The lines needed are those below that contain the word "library"; copy each one.

=====

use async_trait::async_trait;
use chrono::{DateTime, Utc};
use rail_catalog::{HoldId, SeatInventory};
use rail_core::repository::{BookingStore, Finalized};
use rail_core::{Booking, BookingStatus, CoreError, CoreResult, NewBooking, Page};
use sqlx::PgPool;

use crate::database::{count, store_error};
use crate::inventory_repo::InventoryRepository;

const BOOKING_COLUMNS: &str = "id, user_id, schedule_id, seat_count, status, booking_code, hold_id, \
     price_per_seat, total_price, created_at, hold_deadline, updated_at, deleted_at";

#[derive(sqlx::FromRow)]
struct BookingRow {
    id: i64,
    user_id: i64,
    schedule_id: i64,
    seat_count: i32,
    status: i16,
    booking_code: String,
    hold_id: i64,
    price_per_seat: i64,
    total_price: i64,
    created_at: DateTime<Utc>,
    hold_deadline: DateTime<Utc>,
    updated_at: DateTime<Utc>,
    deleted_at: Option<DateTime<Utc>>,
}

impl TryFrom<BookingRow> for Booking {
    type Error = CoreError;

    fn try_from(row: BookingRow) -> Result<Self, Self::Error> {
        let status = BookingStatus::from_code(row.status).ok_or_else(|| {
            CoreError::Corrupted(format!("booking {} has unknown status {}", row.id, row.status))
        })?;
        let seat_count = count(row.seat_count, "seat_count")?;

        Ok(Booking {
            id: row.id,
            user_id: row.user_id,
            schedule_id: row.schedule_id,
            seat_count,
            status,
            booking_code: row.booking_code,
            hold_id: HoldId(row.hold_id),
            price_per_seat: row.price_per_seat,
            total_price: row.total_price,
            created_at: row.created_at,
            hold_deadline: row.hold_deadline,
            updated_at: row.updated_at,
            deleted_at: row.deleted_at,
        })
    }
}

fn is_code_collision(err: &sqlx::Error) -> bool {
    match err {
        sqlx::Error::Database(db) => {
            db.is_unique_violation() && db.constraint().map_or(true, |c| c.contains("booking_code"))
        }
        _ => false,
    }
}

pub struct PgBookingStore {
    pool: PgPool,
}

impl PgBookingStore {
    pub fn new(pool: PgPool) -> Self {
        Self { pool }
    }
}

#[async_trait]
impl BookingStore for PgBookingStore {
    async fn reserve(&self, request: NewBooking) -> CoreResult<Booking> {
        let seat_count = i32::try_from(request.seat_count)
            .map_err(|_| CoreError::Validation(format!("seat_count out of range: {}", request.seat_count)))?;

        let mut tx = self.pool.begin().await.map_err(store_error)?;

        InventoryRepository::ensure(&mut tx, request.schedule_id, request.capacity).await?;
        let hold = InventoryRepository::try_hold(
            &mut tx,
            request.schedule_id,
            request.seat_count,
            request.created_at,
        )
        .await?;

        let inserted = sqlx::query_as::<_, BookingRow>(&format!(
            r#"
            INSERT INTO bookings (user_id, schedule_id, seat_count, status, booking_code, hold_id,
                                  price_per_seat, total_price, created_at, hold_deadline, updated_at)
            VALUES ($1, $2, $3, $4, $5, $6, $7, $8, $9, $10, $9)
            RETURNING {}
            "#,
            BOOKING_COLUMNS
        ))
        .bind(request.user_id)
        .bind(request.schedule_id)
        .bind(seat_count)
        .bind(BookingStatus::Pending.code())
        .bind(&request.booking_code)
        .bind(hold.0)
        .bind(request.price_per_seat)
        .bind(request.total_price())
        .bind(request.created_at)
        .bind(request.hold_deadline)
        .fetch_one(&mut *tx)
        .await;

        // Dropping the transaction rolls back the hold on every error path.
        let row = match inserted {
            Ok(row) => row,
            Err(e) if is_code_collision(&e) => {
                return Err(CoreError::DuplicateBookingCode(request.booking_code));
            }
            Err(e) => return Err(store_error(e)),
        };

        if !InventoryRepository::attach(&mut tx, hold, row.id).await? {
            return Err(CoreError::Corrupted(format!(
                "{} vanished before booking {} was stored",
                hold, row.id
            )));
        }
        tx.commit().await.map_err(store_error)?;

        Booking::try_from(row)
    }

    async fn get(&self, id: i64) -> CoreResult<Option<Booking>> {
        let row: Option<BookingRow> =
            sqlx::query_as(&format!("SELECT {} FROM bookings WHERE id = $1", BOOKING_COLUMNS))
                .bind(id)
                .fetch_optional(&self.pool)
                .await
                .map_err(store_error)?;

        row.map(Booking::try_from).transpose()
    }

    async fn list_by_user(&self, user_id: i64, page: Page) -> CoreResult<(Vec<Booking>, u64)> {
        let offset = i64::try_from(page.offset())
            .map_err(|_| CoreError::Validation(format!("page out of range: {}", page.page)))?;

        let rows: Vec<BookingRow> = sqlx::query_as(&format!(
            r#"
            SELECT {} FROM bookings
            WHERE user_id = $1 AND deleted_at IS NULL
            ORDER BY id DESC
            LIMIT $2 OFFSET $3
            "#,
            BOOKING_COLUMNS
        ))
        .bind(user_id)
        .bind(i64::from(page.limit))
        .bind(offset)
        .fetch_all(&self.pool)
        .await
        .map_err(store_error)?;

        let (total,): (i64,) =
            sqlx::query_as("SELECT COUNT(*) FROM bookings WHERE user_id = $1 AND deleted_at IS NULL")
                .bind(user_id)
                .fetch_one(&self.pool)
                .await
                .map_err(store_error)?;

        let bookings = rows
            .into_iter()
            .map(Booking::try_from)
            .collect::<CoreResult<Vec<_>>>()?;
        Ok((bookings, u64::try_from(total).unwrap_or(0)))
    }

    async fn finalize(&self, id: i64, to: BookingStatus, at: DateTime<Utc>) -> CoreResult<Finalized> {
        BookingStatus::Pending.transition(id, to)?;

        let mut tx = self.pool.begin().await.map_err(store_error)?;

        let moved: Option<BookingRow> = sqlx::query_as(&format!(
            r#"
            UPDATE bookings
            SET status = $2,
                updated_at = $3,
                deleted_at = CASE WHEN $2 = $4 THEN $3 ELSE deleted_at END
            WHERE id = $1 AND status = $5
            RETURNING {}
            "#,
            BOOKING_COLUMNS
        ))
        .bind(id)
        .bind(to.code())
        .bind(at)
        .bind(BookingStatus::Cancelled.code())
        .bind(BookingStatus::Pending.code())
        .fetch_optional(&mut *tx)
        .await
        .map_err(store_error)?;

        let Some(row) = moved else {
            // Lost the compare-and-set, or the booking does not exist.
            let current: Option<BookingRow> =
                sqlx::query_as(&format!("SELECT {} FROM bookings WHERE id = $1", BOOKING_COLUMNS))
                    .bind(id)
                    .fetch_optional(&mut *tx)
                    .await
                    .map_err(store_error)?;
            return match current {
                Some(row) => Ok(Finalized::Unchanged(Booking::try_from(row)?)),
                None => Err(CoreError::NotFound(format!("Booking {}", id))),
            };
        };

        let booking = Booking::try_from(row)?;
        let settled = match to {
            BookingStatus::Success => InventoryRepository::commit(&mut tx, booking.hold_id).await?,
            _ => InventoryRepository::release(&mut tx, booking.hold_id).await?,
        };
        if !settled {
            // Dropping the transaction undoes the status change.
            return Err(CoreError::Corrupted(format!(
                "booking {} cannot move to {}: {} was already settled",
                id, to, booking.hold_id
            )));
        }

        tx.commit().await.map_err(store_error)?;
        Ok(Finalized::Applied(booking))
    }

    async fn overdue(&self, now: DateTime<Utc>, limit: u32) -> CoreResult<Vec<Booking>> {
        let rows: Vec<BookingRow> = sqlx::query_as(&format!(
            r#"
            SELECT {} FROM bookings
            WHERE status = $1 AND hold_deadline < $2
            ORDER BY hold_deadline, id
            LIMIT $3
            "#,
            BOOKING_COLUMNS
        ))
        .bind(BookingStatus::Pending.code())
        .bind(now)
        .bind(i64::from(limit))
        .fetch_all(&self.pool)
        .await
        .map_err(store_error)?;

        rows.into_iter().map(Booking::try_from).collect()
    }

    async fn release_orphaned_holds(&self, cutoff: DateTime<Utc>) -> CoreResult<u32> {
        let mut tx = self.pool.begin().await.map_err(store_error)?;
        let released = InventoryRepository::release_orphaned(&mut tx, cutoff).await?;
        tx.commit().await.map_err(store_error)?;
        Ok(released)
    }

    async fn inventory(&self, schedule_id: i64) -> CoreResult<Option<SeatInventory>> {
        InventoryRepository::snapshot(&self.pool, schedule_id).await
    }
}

=====

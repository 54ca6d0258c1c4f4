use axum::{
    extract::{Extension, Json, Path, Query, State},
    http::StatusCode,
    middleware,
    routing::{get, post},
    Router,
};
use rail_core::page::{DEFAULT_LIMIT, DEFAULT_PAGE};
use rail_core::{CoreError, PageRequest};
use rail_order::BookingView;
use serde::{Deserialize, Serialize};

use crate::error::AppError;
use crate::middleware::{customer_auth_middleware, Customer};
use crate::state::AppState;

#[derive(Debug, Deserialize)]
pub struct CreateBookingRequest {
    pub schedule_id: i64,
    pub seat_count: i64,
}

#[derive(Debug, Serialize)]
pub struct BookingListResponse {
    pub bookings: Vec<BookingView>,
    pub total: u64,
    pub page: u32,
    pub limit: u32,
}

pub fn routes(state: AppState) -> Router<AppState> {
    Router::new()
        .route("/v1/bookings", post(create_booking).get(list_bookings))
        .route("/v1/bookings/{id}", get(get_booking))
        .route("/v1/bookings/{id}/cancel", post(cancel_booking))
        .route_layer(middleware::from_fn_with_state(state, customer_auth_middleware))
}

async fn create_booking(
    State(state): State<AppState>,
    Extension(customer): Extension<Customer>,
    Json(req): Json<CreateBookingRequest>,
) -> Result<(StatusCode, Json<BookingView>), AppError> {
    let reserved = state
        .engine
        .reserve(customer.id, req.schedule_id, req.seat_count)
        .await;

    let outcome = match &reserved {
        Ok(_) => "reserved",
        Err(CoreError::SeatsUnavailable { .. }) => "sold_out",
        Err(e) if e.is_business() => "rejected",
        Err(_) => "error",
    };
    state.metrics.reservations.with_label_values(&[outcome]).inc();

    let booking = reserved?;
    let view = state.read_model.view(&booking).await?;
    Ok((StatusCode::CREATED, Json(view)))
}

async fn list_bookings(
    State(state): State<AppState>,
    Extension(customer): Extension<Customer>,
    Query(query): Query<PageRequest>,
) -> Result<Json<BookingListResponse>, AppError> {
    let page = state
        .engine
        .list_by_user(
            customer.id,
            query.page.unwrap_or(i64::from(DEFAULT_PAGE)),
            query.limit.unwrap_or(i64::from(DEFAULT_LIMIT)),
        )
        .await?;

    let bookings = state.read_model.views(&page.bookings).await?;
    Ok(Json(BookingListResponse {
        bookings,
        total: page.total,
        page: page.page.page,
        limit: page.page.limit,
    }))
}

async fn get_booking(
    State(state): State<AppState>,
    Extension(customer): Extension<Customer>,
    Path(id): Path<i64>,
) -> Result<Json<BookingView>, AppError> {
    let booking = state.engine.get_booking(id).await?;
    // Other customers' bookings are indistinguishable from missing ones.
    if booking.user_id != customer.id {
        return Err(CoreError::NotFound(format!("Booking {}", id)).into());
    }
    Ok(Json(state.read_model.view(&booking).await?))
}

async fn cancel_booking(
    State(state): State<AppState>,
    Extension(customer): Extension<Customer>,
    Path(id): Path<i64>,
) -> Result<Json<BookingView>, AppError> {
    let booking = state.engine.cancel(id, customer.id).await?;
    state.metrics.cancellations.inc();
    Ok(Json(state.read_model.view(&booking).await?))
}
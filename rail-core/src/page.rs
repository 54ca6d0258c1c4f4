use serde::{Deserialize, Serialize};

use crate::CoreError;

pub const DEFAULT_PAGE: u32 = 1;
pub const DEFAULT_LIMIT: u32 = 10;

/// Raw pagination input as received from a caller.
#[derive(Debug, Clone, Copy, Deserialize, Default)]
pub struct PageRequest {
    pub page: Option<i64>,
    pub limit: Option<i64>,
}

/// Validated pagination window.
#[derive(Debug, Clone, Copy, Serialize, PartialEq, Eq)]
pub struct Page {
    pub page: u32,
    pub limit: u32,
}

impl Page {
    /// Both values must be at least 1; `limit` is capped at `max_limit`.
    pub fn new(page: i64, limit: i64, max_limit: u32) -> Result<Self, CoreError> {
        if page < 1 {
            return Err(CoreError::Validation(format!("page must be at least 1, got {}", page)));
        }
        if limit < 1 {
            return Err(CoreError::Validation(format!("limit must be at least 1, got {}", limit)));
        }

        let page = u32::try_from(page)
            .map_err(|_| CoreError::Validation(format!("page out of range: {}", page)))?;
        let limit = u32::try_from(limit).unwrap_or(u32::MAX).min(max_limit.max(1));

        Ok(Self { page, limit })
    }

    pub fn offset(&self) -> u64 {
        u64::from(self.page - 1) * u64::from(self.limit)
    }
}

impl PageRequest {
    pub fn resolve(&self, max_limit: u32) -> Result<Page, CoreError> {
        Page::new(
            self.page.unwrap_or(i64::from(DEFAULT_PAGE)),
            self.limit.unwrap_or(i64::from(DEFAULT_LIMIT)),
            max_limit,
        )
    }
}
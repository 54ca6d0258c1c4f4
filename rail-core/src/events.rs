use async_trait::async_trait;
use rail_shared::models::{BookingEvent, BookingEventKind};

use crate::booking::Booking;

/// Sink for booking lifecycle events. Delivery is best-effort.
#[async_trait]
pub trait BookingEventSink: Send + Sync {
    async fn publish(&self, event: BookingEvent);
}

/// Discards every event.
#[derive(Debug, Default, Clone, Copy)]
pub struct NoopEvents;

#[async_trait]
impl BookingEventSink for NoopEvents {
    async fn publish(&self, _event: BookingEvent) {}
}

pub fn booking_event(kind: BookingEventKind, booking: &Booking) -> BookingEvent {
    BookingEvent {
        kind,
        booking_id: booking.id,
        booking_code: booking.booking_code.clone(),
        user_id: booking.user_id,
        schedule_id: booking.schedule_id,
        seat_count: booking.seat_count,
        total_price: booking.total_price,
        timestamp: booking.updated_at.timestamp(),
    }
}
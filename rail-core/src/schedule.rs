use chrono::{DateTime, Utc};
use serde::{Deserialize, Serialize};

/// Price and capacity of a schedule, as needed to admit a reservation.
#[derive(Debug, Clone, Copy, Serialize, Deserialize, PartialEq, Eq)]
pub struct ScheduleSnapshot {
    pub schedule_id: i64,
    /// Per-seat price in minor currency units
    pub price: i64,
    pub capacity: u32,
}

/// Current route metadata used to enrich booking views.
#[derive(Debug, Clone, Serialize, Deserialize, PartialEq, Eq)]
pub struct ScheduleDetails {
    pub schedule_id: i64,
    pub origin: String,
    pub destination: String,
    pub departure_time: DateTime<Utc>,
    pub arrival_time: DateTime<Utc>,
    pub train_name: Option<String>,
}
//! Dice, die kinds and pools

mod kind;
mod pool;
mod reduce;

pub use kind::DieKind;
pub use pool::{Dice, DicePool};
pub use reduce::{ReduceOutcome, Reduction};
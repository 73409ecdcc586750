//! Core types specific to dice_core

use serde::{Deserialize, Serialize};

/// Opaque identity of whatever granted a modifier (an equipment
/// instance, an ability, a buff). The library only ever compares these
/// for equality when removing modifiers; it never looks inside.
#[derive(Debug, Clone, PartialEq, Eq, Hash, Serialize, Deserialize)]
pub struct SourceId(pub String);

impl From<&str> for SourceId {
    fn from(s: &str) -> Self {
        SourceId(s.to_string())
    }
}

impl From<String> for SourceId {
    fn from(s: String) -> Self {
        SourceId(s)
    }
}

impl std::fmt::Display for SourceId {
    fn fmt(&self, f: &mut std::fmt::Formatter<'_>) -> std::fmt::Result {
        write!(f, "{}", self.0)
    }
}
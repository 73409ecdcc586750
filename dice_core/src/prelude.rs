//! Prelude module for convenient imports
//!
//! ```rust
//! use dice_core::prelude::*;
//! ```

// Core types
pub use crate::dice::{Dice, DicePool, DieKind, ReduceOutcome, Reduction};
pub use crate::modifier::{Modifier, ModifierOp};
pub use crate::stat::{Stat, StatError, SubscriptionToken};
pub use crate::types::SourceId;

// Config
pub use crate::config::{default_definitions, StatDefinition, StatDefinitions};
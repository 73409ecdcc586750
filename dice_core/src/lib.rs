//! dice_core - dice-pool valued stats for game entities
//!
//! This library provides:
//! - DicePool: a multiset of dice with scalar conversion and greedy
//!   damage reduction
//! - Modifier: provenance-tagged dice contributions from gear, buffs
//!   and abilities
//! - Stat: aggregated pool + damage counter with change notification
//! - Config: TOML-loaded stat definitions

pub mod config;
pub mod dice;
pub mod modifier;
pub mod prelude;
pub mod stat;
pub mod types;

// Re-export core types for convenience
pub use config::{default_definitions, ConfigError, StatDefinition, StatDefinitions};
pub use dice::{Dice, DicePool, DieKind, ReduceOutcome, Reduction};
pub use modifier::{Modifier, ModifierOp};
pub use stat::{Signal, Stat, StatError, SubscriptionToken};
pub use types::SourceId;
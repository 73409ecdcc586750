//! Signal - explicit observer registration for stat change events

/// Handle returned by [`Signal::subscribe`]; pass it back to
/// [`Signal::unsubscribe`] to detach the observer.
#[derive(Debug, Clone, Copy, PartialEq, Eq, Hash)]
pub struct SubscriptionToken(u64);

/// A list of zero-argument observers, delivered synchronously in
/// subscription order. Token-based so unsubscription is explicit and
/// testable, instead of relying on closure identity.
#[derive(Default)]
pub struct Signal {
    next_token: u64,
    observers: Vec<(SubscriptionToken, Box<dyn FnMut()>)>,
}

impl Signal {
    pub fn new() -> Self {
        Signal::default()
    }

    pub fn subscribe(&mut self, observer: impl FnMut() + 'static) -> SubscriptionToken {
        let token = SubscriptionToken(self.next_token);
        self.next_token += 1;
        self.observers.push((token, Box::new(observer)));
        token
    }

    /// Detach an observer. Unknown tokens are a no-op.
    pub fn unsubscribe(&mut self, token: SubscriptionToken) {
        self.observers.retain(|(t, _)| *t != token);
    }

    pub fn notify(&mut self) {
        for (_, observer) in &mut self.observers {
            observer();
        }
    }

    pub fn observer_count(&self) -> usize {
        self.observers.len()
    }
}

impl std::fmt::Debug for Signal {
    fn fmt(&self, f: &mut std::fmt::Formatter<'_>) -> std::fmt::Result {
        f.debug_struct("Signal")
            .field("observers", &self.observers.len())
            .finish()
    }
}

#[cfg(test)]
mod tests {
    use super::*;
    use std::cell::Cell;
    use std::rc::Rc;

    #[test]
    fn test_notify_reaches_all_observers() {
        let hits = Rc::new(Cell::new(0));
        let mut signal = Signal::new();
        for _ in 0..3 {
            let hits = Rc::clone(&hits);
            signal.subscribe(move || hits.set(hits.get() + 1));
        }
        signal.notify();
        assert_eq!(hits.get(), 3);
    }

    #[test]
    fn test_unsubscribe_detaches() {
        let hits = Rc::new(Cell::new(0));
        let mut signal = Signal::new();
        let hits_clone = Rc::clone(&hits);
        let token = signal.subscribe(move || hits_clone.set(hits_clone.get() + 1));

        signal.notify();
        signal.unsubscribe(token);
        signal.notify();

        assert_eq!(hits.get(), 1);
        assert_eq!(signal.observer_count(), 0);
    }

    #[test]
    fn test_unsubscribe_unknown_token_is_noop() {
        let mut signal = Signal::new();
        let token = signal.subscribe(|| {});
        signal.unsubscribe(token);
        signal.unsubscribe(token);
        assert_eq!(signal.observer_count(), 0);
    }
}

=====

#### TASK OUTPUT:
/// instance, an ability, a buff). The library only ever compares these
//! This library provides:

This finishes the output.